En France, l’Etat prenant en charge l’indemnisation des salariés contraints de rester chez eux, il n’y a pas eu de mesures exceptionnelles sur la suspension des remboursements des échéances de prêts immobiliers, contrairement à l’Italie où la suspension a été autorisée jusqu’au 31 décembre 2020 pour les crédits concernant la résidence principale.

 

Dans ce contexte de crise sanitaire, certains emprunteurs s’inquiètent de leur capacité à rembourser leurs échéances de crédit et se demandent s’il est possible de suspendre ou de reporter le remboursement des mensualités de leur prêt. Et comment faire ?

 

L’Institut national de la consommation répond aux questions que vous vous posez sur le sujet.

 

1 - Quelles sont les démarches à effectuer ?

2 - Quelles sont les solutions possibles ?

3 - Que faire en cas de refus de la banque ?

 

 

1 - Quelles sont les démarches à effectuer ?

 

1.1. Relisez votre contrat

Dans un premier temps, il est important de relire votre offre de prêt. En effet, si la plupart des banques permettent le report partiel ou total ou la réduction des mensualités en cas de difficultés financières, toutes ne le prévoient pas.

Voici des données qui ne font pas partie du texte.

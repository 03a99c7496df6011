//! # syncline-sync: Sync Engine for Syncline
//!
//! This crate runs sync cycles between a slave node and its master: it
//! merges the master's records into local tables and sends local changes
//! recorded in the change log back out.
//!
//! ## Architecture Overview
//! ```text
//! ┌─────────────────────────────────────────────────────────────────────────┐
//! │                        Sync Cycle Architecture                          │
//! │                                                                         │
//! │  ┌──────────────────────────────────────────────────────────────────┐  │
//! │  │                SyncOrchestrator (one cycle per call)             │  │
//! │  │                                                                  │  │
//! │  │  Invoked by the sync-cycle binary on a scheduler interval       │  │
//! │  │  probe → discover → pull all → requeue stale → push all         │  │
//! │  └────────────────────────────┬─────────────────────────────────────┘  │
//! │                               │                                         │
//! │         ┌─────────────────────┼─────────────────────┐                  │
//! │         ▼                     ▼                     ▼                   │
//! │  ┌────────────────┐  ┌────────────────┐  ┌────────────────────────┐    │
//! │  │ Probe          │  │ EntityRegistry │  │  MasterClient          │    │
//! │  │                │  │                │  │                        │    │
//! │  │ TCP connect to │  │ User tables or │  │ GET pull/{entity}      │    │
//! │  │ well-known     │  │ static list,   │  │ POST push/{entity}     │    │
//! │  │ endpoints      │  │ minus denylist │  │ retry + backoff (pull) │    │
//! │  └────────────────┘  └────────────────┘  └────────────────────────┘    │
//! │                                                                         │
//! │  ┌────────────────────────────┐  ┌────────────────────────────────┐    │
//! │  │        PullEngine          │  │          PushEngine            │    │
//! │  │                            │  │                                │    │
//! │  │ skip rule vs. cursor       │  │ pending + failed entries       │    │
//! │  │ upsert (never logged)      │  │ current row or delete snapshot │    │
//! │  │ cursor → cycle start       │  │ batch ack → completed/failed   │    │
//! │  └────────────────────────────┘  └────────────────────────────────┘    │
//! └─────────────────────────────────────────────────────────────────────────┘
//! ```
//!
//! ## Module Organization
//!
//! - [`orchestrator`] - Main `SyncOrchestrator`
//! - [`config`] - Sync configuration (role, master URL, probe, retention)
//! - [`error`] - Sync error types
//! - [`probe`] - Connectivity gate
//! - [`registry`] - Entity type discovery
//! - [`pull`] - Remote → local merge
//! - [`push`] - Change log → master
//! - [`report`] - Per-phase and per-entity cycle results
//! - [`transport`] - HTTP client for the master
//!
//! ## Usage
//!
//! ```rust,ignore
//! use syncline_db::{Database, DbConfig};
//! use syncline_sync::{SyncConfig, SyncOrchestrator};
//!
//! let config = SyncConfig::load(None)?;
//! let db = Database::new(DbConfig::new(&config.database.path)).await?;
//!
//! let sync = SyncOrchestrator::new(config, db)?;
//! if let Some(report) = sync.run_scheduled_cycle().await {
//!     for failed in report.push.failed_entities() {
//!         println!("{}: {:?}", failed.entity_type, failed.error);
//!     }
//! }
//! ```

// =============================================================================
// Module Declarations
// =============================================================================

pub mod config;
pub mod error;
pub mod orchestrator;
pub mod probe;
pub mod pull;
pub mod push;
pub mod registry;
pub mod report;
pub mod transport;

#[cfg(test)]
mod testing;

// =============================================================================
// Re-exports
// =============================================================================

pub use config::{SyncConfig, SyncRole};
pub use error::{SyncError, SyncResult};
pub use orchestrator::SyncOrchestrator;
pub use probe::ConnectivityProbe;
pub use pull::{PullEngine, PullStats};
pub use push::{PushEngine, PushStats};
pub use registry::{EntityDescriptor, EntityRegistry};
pub use report::{CycleReport, EntityOutcome, PhaseResult};
pub use transport::{MasterClient, TransportConfig};
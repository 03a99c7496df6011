//! # Entity Registry
//!
//! Decides which entity types take part in a cycle.
//!
//! ## Discovery
//! ```text
//! ┌─────────────────────────────────────────────────────────────────────────┐
//! │  candidates                                                            │
//! │    entities.include set?  → that list, in order                        │
//! │    otherwise              → every user table in the database           │
//! │       │                                                                 │
//! │       ▼  per candidate                                                  │
//! │    denylisted?                    → skip (debug)                        │
//! │    internal sync table?           → skip (debug)                        │
//! │    not a valid identifier?        → skip (warn)                         │
//! │    no backing table?              → skip (warn)                         │
//! │    a view, not a table?           → skip (warn)                         │
//! │    column named action/sync_log_id? → skip (warn)                       │
//! │       │                                                                 │
//! │       ▼                                                                 │
//! │    EntityDescriptor { entity_type, table, has_timestamps }             │
//! └─────────────────────────────────────────────────────────────────────────┘
//! ```
//!
//! Discovery runs every cycle, so a table created by the host application
//! is picked up without a restart. If the database cannot be read at all
//! the registry reports no entity types and the cycle does nothing.

use tracing::{debug, info, warn};

use crate::config::EntitySettings;
use syncline_core::{ACTION_FIELD, SYNC_LOG_ID_FIELD};
use syncline_db::migrations::is_internal_table;
use syncline_db::repository::entity::{CREATED_AT_COLUMN, UPDATED_AT_COLUMN};
use syncline_db::{Database, EntityTable, TableKind};

/// Fields the push engine adds to every outbound record. A table with a
/// column of the same name cannot be synced without losing data.
const RESERVED_COLUMNS: [&str; 2] = [ACTION_FIELD, SYNC_LOG_ID_FIELD];

/// A syncable entity type and its storage handle.
#[derive(Debug, Clone)]
pub struct EntityDescriptor {
    pub entity_type: String,
    pub table: EntityTable,

    /// Both `created_at` and `updated_at` exist, so the pull skip rule
    /// applies to this type.
    pub has_timestamps: bool,
}

/// Enumerates syncable entity types.
#[derive(Debug, Clone)]
pub struct EntityRegistry {
    db: Database,
    include: Vec<String>,
    deny: Vec<String>,
}

impl EntityRegistry {
    pub fn new(db: Database, settings: &EntitySettings) -> Self {
        EntityRegistry {
            db,
            include: settings.include.clone(),
            deny: settings.deny.clone(),
        }
    }

    /// Returns true if `entity_type` is on the denylist.
    pub fn is_denied(&self, entity_type: &str) -> bool {
        self.deny.iter().any(|d| d.eq_ignore_ascii_case(entity_type))
    }

    /// Discovers usable entity types, in discovery order.
    ///
    /// Never fails: unusable candidates are skipped with a warning, and an
    /// unreadable database yields an empty list.
    pub async fn discover(&self) -> Vec<EntityDescriptor> {
        let candidates = match self.candidates().await {
            Ok(candidates) => candidates,
            Err(e) => {
                warn!(error = %e, "Entity discovery failed, no entity types this cycle");
                return Vec::new();
            }
        };

        let mut descriptors: Vec<EntityDescriptor> = Vec::with_capacity(candidates.len());

        for name in candidates {
            if descriptors.iter().any(|d| d.entity_type == name) {
                continue;
            }
            if let Some(descriptor) = self.admit(&name).await {
                descriptors.push(descriptor);
            }
        }

        info!(
            count = descriptors.len(),
            entity_types = ?descriptors.iter().map(|d| d.entity_type.as_str()).collect::<Vec<_>>(),
            "Discovered entity types"
        );

        descriptors
    }

    async fn candidates(&self) -> syncline_db::DbResult<Vec<String>> {
        if !self.include.is_empty() {
            return Ok(self.include.clone());
        }
        self.db.list_user_tables().await
    }

    /// Runs the checks for one candidate.
    async fn admit(&self, name: &str) -> Option<EntityDescriptor> {
        if self.is_denied(name) {
            debug!(entity_type = %name, "Skipping denylisted entity type");
            return None;
        }

        if is_internal_table(name) {
            debug!(entity_type = %name, "Skipping sync bookkeeping table");
            return None;
        }

        let table = match self.db.entity(name) {
            Ok(table) => table,
            Err(e) => {
                warn!(entity_type = %name, error = %e, "Skipping entity type with invalid name");
                return None;
            }
        };

        match table.kind().await {
            Ok(Some(TableKind::Table)) => {}
            Ok(Some(TableKind::View)) => {
                warn!(entity_type = %name, "Skipping entity type backed by a view");
                return None;
            }
            Ok(None) => {
                warn!(entity_type = %name, "Skipping entity type without a backing table");
                return None;
            }
            Err(e) => {
                warn!(entity_type = %name, error = %e, "Skipping entity type, existence check failed");
                return None;
            }
        }

        let columns = match table.columns().await {
            Ok(columns) => columns,
            Err(e) => {
                warn!(entity_type = %name, error = %e, "Skipping entity type, could not read columns");
                return None;
            }
        };

        if let Some(clash) = columns
            .iter()
            .find(|c| RESERVED_COLUMNS.iter().any(|r| c.name.eq_ignore_ascii_case(r)))
        {
            warn!(
                entity_type = %name,
                column = %clash.name,
                "Skipping entity type, column name is reserved for outbound records"
            );
            return None;
        }

        let has_timestamp = |n: &str| columns.iter().any(|c| c.name == n);
        let has_timestamps = has_timestamp(CREATED_AT_COLUMN) && has_timestamp(UPDATED_AT_COLUMN);

        Some(EntityDescriptor {
            entity_type: name.to_string(),
            table,
            has_timestamps,
        })
    }
}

Il faut que cela soit inscrit clairement dans votre contrat. A défaut, la banque peut refuser votre demande.

 

Si cela est prévu dans le contrat, il faut voir quelles en sont les conditions : une ou plusieurs fois par an, ancienneté du contrat de prêt…

 

1.2. Contactez votre conseiller bancaire

Ensuite, contactez rapidement votre conseiller bancaire, pour vérifier avec lui ce qui est prévu dans votre contrat.

 

Pour cela, vous pouvez vous aider de la lettre type de l’INC : Vous demandez des délais de paiement à la banque qui vous accorde un crédit.

 

Même si rien n’est prévu dans votre contrat de crédit, il est possible de négocier à l’amiable avec votre banquier. Ce dernier pourra accepter un report temporaire, afin d’assurer la continuité du remboursement du crédit et d’éviter que celui-ci ne passe en défaut de paiement. 

 

  Demandez une simulation à votre banquier, car le report ou la baisse des mensualités a une répercussion directe sur le coût total du prêt en raison de l’allongement de la durée de remboursement.

 

Cela peut-il être pris en charge par l’assurance emprunteur ?

 

L’assurance emprunteur de base couvre le décès, l’invalidité et l’incapacité temporaire de travail.

Même si vous disposez d’une garantie perte d’emploi, celle-ci pourrait se révéler inutile, car généralement les garanties perte d’emploi ne s’activent que sur des durées limitées et après des délais de carence, de l’ordre de 6 mois de chômage minimum. Elles ne couvrent pas l’intégralité des mensualités.

 

 

2 - Quelles sont les solutions possibles ?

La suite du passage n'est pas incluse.